=== Section Start ===

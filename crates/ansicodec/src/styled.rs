//! Helper module turning ANSI text into styled runs.
//!
//! A [`StyledTextParser`] interprets the SGR and hyperlink sequences of its
//! input and attaches the resulting style and link to each run of text. It
//! does not emulate a terminal. Cursor motion and other sequences are
//! ignored, and runs appear in input order.

use ansicolor::style::Style;

use crate::api::Token;
use crate::err::Result;
use crate::opt::TokenizerOptions;
use crate::scan::Tokenizer;
use crate::sgr;

/// A hyperlink established with OSC 8.
#[derive(Clone, Debug, PartialEq, Eq, Hash)]
pub struct Hyperlink {
    pub uri: String,
    pub id: Option<String>,
}

impl Hyperlink {
    /// Parse the data of an OSC 8 sequence.
    ///
    /// The data comprises colon-separated parameters and the URI, separated
    /// by a semicolon. This function returns `None` if the semicolon is
    /// missing, `Some(None)` for an empty URI, which ends the current link,
    /// and `Some(Some(link))` otherwise.
    fn parse(data: &str) -> Option<Option<Self>> {
        let (params, uri) = data.split_once(';')?;
        if uri.is_empty() {
            return Some(None);
        }

        let id = params
            .split(':')
            .find_map(|param| param.strip_prefix("id="))
            .map(str::to_string);

        Some(Some(Self {
            uri: uri.to_string(),
            id,
        }))
    }
}

/// A run of text with uniform style and hyperlink.
#[derive(Clone, Debug, PartialEq, Eq, Hash)]
pub struct StyledRun {
    pub text: String,
    pub style: Style,
    pub hyperlink: Option<Hyperlink>,
}

/// A parser from ANSI text to styled runs.
///
/// The parser starts with the default style and no hyperlink. Since the
/// style and hyperlink carry over between chunks, a stream can be parsed
/// chunk by chunk:
///
/// ```
/// # use ansicodec::styled::StyledTextParser;
/// # use ansicolor::{style::Style, termco::AnsiColor};
/// let mut parser = StyledTextParser::default();
/// let mut runs = parser.parse("a\x1b[1;3", false)?;
/// runs.extend(parser.parse("1mb", true)?);
///
/// assert_eq!(runs.len(), 2);
/// assert_eq!(runs[0].style, Style::DEFAULT);
/// assert_eq!(runs[1].text, "b");
/// assert_eq!(runs[1].style, Style::DEFAULT.bold().with_foreground(AnsiColor::Red));
/// # Ok::<(), ansicodec::err::Error>(())
/// ```
#[derive(Debug)]
pub struct StyledTextParser {
    tokenizer: Tokenizer,
    tokens: Vec<Token>,
    style: Style,
    hyperlink: Option<Hyperlink>,
}

impl Default for StyledTextParser {
    fn default() -> Self {
        Self::new(TokenizerOptions::default())
    }
}

impl StyledTextParser {
    /// Create a new parser whose tokenizer uses the options.
    pub fn new(options: TokenizerOptions) -> Self {
        Self {
            tokenizer: Tokenizer::new(options),
            tokens: Vec::new(),
            style: Style::DEFAULT,
            hyperlink: None,
        }
    }

    /// Get the current style.
    pub fn style(&self) -> &Style {
        &self.style
    }

    /// Get the current hyperlink.
    pub fn hyperlink(&self) -> Option<&Hyperlink> {
        self.hyperlink.as_ref()
    }

    /// Restore the default style, drop the hyperlink, and discard any
    /// partial escape sequence.
    pub fn reset(&mut self) {
        self.tokenizer.reset();
        self.style = Style::DEFAULT;
        self.hyperlink = None;
    }

    /// Parse the chunk into styled runs.
    ///
    /// This method fails only if the tokenizer options are invalid.
    pub fn parse(&mut self, chunk: &str, is_final: bool) -> Result<Vec<StyledRun>> {
        self.tokens.clear();
        self.tokenizer
            .tokenize_into(chunk, is_final, &mut self.tokens)?;

        let mut runs = Vec::with_capacity(self.tokens.len());
        for token in self.tokens.drain(..) {
            match token {
                Token::Text(text) => {
                    if !text.is_empty() {
                        runs.push(StyledRun {
                            text,
                            style: self.style,
                            hyperlink: self.hyperlink.clone(),
                        });
                    }
                }
                Token::Control(c) => runs.push(StyledRun {
                    text: c.to_string(),
                    style: self.style,
                    hyperlink: self.hyperlink.clone(),
                }),
                Token::Sgr(ops) => sgr::replay(&ops, &mut self.style),
                // The tokenizer leaves SGR undecoded when so configured.
                Token::Csi(csi) if csi.is_plain('m') => {
                    sgr::replay(&sgr::decode(&csi.params), &mut self.style);
                }
                Token::Osc { code: 8, data } => {
                    if let Some(link) = Hyperlink::parse(&data) {
                        self.hyperlink = link;
                    }
                }
                _ => {}
            }
        }

        Ok(runs)
    }
}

=== Section End ===

Output the material verbatim.

filename crates/ansicodec/src/styled.rs
//! Helper module turning ANSI text into styled runs.
//!
//! A [`StyledTextParser`] interprets the SGR and hyperlink sequences of its
//! input and attaches the resulting style and link to each run of text. It
//! does not emulate a terminal. Cursor motion and other sequences are
//! ignored, and runs appear in input order.

use ansicolor::style::Style;

use crate::api::Token;
use crate::err::Result;
use crate::opt::TokenizerOptions;
use crate::scan::Tokenizer;
use crate::sgr;

/// A hyperlink established with OSC 8.
#[derive(Clone, Debug, PartialEq, Eq, Hash)]
pub struct Hyperlink {
    pub uri: String,
    pub id: Option<String>,
}

impl Hyperlink {
    /// Parse the data of an OSC 8 sequence.
    ///
    /// The data comprises colon-separated parameters and the URI, separated
    /// by a semicolon. This function returns `None` if the semicolon is
    /// missing, `Some(None)` for an empty URI, which ends the current link,
    /// and `Some(Some(link))` otherwise.
    fn parse(data: &str) -> Option<Option<Self>> {
        let (params, uri) = data.split_once(';')?;
        if uri.is_empty() {
            return Some(None);
        }

        let id = params
            .split(':')
            .find_map(|param| param.strip_prefix("id="))
            .map(str::to_string);

        Some(Some(Self {
            uri: uri.to_string(),
            id,
        }))
    }
}

/// A run of text with uniform style and hyperlink.
#[derive(Clone, Debug, PartialEq, Eq, Hash)]
pub struct StyledRun {
    pub text: String,
    pub style: Style,
    pub hyperlink: Option<Hyperlink>,
}

/// A parser from ANSI text to styled runs.
///
/// The parser starts with the default style and no hyperlink. Since the
/// style and hyperlink carry over between chunks, a stream can be parsed
/// chunk by chunk:
///
/// ```
/// # use ansicodec::styled::StyledTextParser;
/// # use ansicolor::{style::Style, termco::AnsiColor};
/// let mut parser = StyledTextParser::default();
/// let mut runs = parser.parse("a\x1b[1;3", false)?;
/// runs.extend(parser.parse("1mb", true)?);
///
/// assert_eq!(runs.len(), 2);
/// assert_eq!(runs[0].style, Style::DEFAULT);
/// assert_eq!(runs[1].text, "b");
/// assert_eq!(runs[1].style, Style::DEFAULT.bold().with_foreground(AnsiColor::Red));
/// # Ok::<(), ansicodec::err::Error>(())
/// ```
#[derive(Debug)]
pub struct StyledTextParser {
    tokenizer: Tokenizer,
    tokens: Vec<Token>,
    style: Style,
    hyperlink: Option<Hyperlink>,
}

impl Default for StyledTextParser {
    fn default() -> Self {
        Self::new(TokenizerOptions::default())
    }
}

impl StyledTextParser {
    /// Create a new parser whose tokenizer uses the options.
    pub fn new(options: TokenizerOptions) -> Self {
        Self {
            tokenizer: Tokenizer::new(options),
            tokens: Vec::new(),
            style: Style::DEFAULT,
            hyperlink: None,
        }
    }

    /// Get the current style.
    pub fn style(&self) -> &Style {
        &self.style
    }

    /// Get the current hyperlink.
    pub fn hyperlink(&self) -> Option<&Hyperlink> {
        self.hyperlink.as_ref()
    }

    /// Restore the default style, drop the hyperlink, and discard any
    /// partial escape sequence.
    pub fn reset(&mut self) {
        self.tokenizer.reset();
        self.style = Style::DEFAULT;
        self.hyperlink = None;
    }

    /// Parse the chunk into styled runs.
    ///
    /// This method fails only if the tokenizer options are invalid.
    pub fn parse(&mut self, chunk: &str, is_final: bool) -> Result<Vec<StyledRun>> {
        self.tokens.clear();
        self.tokenizer
            .tokenize_into(chunk, is_final, &mut self.tokens)?;

        let mut runs = Vec::with_capacity(self.tokens.len());
        for token in self.tokens.drain(..) {
            match token {
                Token::Text(text) => {
                    if !text.is_empty() {
                        runs.push(StyledRun {
                            text,
                            style: self.style,
                            hyperlink: self.hyperlink.clone(),
                        });
                    }
                }
                Token::Control(c) => runs.push(StyledRun {
                    text: c.to_string(),
                    style: self.style,
                    hyperlink: self.hyperlink.clone(),
                }),
                Token::Sgr(ops) => sgr::replay(&ops, &mut self.style),
                // The tokenizer leaves SGR undecoded when so configured.
                Token::Csi(csi) if csi.is_plain('m') => {
                    sgr::replay(&sgr::decode(&csi.params), &mut self.style);
                }
                Token::Osc { code: 8, data } => {
                    if let Some(link) = Hyperlink::parse(&data) {
                        self.hyperlink = link;
                    }
                }
                _ => {}
            }
        }

        Ok(runs)
    }
}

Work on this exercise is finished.